[Input for this task — start]

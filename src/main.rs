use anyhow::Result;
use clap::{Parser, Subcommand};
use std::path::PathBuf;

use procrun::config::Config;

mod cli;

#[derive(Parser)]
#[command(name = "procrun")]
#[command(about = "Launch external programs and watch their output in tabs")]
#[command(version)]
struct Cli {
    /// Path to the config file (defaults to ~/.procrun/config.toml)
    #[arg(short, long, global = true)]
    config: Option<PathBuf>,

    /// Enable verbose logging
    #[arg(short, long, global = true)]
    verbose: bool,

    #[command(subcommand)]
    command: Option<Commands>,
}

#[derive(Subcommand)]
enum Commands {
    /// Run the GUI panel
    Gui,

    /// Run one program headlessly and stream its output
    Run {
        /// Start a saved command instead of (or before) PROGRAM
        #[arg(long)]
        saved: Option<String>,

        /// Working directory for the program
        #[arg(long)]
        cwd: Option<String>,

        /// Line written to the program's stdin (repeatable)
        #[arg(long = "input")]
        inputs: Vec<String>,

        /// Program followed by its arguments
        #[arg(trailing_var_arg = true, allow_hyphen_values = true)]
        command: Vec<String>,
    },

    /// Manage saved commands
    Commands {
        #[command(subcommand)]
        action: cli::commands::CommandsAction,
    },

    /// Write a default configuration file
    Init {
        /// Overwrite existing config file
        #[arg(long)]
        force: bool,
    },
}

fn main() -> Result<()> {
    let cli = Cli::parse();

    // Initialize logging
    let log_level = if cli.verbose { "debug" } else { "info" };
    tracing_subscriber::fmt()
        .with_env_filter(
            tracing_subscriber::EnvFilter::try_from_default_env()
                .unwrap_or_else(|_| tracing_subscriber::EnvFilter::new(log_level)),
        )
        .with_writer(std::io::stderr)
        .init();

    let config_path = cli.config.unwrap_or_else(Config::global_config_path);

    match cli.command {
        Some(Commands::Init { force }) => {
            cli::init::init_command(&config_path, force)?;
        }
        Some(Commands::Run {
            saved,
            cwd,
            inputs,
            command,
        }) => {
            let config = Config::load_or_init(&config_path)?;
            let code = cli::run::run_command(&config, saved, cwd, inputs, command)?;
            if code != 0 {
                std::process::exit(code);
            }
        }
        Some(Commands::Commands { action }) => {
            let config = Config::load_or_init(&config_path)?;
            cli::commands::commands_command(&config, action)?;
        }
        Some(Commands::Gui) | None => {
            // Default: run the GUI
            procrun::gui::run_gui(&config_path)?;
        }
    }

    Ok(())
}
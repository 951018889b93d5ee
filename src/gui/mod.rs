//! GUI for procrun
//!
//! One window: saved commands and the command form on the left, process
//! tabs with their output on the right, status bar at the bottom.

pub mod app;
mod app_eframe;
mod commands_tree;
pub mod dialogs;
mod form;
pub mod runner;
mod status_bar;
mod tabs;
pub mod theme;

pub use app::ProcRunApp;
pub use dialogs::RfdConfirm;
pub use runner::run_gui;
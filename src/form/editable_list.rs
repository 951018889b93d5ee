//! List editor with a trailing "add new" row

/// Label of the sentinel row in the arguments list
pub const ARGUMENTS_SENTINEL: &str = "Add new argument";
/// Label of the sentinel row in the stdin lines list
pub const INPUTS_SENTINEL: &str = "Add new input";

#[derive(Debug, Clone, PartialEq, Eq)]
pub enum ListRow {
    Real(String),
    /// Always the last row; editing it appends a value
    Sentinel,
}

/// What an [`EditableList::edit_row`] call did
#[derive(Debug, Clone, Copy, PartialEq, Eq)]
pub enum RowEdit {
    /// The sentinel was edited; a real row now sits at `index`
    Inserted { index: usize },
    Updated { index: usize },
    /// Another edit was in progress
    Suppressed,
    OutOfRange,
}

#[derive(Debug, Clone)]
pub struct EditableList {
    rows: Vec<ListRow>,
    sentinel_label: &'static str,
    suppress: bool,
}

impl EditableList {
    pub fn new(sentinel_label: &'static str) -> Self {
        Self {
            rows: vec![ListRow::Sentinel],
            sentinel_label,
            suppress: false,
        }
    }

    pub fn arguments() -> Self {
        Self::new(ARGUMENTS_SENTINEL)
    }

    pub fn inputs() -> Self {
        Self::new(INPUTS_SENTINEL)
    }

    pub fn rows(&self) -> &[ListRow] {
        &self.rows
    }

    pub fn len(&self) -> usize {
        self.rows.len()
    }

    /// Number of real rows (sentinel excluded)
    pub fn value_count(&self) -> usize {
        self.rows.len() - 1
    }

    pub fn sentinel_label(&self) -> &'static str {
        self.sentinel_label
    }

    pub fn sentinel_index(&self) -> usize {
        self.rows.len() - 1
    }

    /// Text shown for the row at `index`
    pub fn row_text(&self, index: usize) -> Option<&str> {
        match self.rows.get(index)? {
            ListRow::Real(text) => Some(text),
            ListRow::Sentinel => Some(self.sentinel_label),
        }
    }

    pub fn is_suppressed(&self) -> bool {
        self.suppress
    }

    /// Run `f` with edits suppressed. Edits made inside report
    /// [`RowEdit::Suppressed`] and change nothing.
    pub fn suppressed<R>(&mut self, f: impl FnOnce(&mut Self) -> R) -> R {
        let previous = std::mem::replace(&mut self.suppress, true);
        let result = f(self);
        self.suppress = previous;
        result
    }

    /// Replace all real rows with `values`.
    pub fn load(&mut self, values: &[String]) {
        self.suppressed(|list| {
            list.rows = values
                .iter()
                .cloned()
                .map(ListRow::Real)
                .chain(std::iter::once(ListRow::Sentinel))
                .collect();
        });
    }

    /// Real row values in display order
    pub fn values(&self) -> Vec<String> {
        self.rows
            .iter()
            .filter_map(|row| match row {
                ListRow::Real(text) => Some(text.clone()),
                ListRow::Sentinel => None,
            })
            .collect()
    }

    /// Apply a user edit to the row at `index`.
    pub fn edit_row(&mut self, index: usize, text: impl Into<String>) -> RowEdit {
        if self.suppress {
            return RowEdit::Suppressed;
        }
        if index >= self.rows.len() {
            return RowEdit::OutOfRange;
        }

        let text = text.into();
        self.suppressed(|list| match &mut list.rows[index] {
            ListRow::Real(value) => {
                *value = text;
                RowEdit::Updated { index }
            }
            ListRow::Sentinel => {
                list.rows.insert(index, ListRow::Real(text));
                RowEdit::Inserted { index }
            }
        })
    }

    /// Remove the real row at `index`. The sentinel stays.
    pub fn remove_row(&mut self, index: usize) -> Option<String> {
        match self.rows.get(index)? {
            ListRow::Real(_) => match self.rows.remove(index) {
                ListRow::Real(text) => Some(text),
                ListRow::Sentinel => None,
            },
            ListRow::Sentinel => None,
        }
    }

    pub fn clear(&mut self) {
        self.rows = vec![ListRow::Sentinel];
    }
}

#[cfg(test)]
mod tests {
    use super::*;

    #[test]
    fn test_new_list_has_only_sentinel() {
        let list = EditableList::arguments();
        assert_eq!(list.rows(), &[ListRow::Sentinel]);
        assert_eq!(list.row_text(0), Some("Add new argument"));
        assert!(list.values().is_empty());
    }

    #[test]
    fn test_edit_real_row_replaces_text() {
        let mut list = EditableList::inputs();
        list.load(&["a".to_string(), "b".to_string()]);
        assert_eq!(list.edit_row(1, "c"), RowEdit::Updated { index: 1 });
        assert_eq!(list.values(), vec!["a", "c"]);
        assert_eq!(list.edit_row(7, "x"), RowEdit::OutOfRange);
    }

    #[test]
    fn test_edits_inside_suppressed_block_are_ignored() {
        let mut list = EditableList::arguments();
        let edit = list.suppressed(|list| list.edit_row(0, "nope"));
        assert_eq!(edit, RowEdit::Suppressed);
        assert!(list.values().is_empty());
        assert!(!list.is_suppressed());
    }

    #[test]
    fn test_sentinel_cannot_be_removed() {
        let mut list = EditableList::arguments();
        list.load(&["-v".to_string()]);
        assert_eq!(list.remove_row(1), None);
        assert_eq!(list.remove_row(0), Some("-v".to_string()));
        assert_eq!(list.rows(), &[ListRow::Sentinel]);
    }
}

[Input for this task — finish]
[Input for this task — start]

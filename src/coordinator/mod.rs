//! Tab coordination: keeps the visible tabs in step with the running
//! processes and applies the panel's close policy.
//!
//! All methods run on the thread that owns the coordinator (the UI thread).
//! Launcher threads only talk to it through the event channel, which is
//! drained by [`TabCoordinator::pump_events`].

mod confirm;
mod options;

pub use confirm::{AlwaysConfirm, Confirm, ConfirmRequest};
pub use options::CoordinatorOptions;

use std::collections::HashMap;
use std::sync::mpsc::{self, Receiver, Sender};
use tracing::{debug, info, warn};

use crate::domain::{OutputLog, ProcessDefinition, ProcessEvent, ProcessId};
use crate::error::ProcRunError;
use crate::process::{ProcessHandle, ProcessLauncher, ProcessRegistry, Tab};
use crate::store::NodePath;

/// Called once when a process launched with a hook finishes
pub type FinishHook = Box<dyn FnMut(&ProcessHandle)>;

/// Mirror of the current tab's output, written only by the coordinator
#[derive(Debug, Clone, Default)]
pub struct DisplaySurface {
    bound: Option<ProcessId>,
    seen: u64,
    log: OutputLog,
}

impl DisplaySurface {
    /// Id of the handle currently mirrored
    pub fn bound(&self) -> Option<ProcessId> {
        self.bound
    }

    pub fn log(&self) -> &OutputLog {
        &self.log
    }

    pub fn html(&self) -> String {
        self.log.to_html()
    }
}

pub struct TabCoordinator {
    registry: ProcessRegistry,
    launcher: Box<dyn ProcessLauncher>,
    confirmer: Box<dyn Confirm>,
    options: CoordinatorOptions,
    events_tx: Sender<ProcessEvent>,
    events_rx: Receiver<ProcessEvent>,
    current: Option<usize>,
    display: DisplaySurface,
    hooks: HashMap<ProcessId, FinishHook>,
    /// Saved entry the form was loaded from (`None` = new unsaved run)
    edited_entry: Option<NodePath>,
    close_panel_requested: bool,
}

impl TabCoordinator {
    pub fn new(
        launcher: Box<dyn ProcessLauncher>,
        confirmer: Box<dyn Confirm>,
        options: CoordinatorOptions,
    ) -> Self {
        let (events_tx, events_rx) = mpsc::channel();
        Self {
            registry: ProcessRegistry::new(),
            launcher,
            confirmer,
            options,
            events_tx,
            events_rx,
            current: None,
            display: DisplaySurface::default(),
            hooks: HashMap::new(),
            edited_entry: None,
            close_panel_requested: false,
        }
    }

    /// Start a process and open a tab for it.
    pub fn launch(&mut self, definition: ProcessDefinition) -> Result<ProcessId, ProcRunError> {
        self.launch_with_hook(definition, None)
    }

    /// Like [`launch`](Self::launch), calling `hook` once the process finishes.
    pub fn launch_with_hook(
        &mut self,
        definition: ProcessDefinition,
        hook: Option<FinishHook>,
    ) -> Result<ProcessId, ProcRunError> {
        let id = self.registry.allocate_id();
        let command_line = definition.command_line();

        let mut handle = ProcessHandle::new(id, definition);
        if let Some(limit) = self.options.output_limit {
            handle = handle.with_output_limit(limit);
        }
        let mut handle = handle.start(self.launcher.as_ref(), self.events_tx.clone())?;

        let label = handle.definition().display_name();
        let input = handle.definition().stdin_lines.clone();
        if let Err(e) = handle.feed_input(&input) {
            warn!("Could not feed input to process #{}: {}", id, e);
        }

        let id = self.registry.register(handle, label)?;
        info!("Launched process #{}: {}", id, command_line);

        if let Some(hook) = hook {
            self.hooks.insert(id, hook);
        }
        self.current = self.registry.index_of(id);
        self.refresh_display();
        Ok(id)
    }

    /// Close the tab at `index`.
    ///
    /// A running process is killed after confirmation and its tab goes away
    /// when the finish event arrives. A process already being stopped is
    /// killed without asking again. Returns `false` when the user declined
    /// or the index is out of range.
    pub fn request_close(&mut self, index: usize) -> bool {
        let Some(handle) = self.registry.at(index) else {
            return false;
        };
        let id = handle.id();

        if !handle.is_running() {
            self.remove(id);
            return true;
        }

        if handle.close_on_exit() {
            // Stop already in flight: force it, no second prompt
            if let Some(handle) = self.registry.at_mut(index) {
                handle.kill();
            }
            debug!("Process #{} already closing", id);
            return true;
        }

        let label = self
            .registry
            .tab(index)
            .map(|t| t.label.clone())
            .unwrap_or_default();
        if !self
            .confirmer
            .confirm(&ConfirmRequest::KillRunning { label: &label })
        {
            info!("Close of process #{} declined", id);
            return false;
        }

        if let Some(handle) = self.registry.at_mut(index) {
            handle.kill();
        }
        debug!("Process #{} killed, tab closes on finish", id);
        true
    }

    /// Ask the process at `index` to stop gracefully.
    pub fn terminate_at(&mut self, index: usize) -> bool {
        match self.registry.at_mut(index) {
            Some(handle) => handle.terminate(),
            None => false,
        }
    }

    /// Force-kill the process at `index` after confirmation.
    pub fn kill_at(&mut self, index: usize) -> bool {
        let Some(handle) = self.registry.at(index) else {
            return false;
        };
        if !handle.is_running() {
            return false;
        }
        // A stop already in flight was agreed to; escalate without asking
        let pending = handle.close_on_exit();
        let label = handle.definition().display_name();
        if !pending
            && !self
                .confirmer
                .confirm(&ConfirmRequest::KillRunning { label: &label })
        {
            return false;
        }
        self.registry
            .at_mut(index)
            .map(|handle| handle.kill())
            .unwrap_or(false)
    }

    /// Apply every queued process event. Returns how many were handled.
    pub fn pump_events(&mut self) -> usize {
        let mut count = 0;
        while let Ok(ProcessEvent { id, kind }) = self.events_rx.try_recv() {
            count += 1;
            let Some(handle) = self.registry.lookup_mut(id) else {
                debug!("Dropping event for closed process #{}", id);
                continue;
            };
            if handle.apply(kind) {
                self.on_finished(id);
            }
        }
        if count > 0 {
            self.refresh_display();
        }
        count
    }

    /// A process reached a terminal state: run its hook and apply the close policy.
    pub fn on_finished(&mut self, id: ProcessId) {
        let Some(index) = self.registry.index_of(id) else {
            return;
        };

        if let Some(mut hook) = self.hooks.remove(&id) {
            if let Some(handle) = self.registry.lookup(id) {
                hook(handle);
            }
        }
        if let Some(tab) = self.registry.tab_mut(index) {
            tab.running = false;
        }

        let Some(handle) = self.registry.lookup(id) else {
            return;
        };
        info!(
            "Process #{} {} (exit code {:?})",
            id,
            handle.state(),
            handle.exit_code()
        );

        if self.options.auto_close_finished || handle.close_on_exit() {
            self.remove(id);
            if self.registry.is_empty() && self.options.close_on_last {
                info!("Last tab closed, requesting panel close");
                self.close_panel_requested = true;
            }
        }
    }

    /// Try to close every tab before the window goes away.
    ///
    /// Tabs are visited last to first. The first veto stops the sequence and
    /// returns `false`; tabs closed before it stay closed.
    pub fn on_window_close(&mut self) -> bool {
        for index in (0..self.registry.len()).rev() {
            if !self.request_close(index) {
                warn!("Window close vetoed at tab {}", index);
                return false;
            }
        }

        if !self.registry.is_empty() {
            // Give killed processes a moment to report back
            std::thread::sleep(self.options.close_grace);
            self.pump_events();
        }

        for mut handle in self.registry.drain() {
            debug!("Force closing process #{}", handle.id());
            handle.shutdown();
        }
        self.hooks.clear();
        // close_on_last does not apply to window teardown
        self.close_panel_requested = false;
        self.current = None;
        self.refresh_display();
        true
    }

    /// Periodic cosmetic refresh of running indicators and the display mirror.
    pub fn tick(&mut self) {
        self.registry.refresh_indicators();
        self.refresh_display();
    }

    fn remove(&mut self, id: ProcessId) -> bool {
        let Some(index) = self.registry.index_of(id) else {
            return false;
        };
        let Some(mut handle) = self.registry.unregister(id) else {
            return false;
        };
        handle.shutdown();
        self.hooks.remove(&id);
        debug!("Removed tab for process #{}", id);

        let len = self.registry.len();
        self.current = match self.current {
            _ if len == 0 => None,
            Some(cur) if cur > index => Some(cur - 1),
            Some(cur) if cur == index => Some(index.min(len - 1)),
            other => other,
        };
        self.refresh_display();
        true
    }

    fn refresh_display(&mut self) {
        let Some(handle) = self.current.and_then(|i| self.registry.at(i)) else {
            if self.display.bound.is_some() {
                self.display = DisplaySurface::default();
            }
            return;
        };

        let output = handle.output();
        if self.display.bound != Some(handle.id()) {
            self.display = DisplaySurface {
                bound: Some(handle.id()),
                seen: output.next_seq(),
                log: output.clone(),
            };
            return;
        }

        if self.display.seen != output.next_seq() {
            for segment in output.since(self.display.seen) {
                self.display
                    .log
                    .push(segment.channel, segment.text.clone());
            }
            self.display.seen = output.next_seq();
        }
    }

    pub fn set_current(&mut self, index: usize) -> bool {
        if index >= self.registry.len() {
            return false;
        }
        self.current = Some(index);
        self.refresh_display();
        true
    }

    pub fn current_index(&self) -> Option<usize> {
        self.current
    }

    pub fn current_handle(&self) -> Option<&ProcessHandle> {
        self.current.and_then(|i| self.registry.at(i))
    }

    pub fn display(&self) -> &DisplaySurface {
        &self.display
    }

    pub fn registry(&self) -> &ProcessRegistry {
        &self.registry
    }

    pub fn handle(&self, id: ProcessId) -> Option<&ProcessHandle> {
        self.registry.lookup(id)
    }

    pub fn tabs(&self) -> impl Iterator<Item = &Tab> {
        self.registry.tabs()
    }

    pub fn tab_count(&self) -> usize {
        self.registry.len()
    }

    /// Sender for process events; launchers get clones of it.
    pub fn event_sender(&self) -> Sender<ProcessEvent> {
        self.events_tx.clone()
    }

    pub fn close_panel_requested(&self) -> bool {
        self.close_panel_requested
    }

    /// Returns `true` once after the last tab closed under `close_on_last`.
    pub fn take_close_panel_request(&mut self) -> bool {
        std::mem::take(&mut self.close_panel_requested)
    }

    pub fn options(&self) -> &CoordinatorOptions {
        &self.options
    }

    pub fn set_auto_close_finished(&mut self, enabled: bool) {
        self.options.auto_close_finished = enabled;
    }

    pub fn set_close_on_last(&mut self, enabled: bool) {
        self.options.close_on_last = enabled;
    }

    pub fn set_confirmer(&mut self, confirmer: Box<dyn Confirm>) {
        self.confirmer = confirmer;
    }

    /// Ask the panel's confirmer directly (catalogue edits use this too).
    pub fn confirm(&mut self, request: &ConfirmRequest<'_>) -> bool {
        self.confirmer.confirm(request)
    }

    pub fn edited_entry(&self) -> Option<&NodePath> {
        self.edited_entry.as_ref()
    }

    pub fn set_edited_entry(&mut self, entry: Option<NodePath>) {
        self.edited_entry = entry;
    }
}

[Input for this task — finish]

## Description of the task:
In the entries above, restate word for word the lines between the one holding "to window teardown" and the one holding "let output = handle.output();", inclusive, and nothing besides.

## Result for this exercise:
        // close_on_last does not apply to window teardown
        self.close_panel_requested = false;
        self.current = None;
        self.refresh_display();
        true
    }

    /// Periodic cosmetic refresh of running indicators and the display mirror.
    pub fn tick(&mut self) {
        self.registry.refresh_indicators();
        self.refresh_display();
    }

    fn remove(&mut self, id: ProcessId) -> bool {
        let Some(index) = self.registry.index_of(id) else {
            return false;
        };
        let Some(mut handle) = self.registry.unregister(id) else {
            return false;
        };
        handle.shutdown();
        self.hooks.remove(&id);
        debug!("Removed tab for process #{}", id);

        let len = self.registry.len();
        self.current = match self.current {
            _ if len == 0 => None,
            Some(cur) if cur > index => Some(cur - 1),
            Some(cur) if cur == index => Some(index.min(len - 1)),
            other => other,
        };
        self.refresh_display();
        true
    }

    fn refresh_display(&mut self) {
        let Some(handle) = self.current.and_then(|i| self.registry.at(i)) else {
            if self.display.bound.is_some() {
                self.display = DisplaySurface::default();
            }
            return;
        };

        let output = handle.output();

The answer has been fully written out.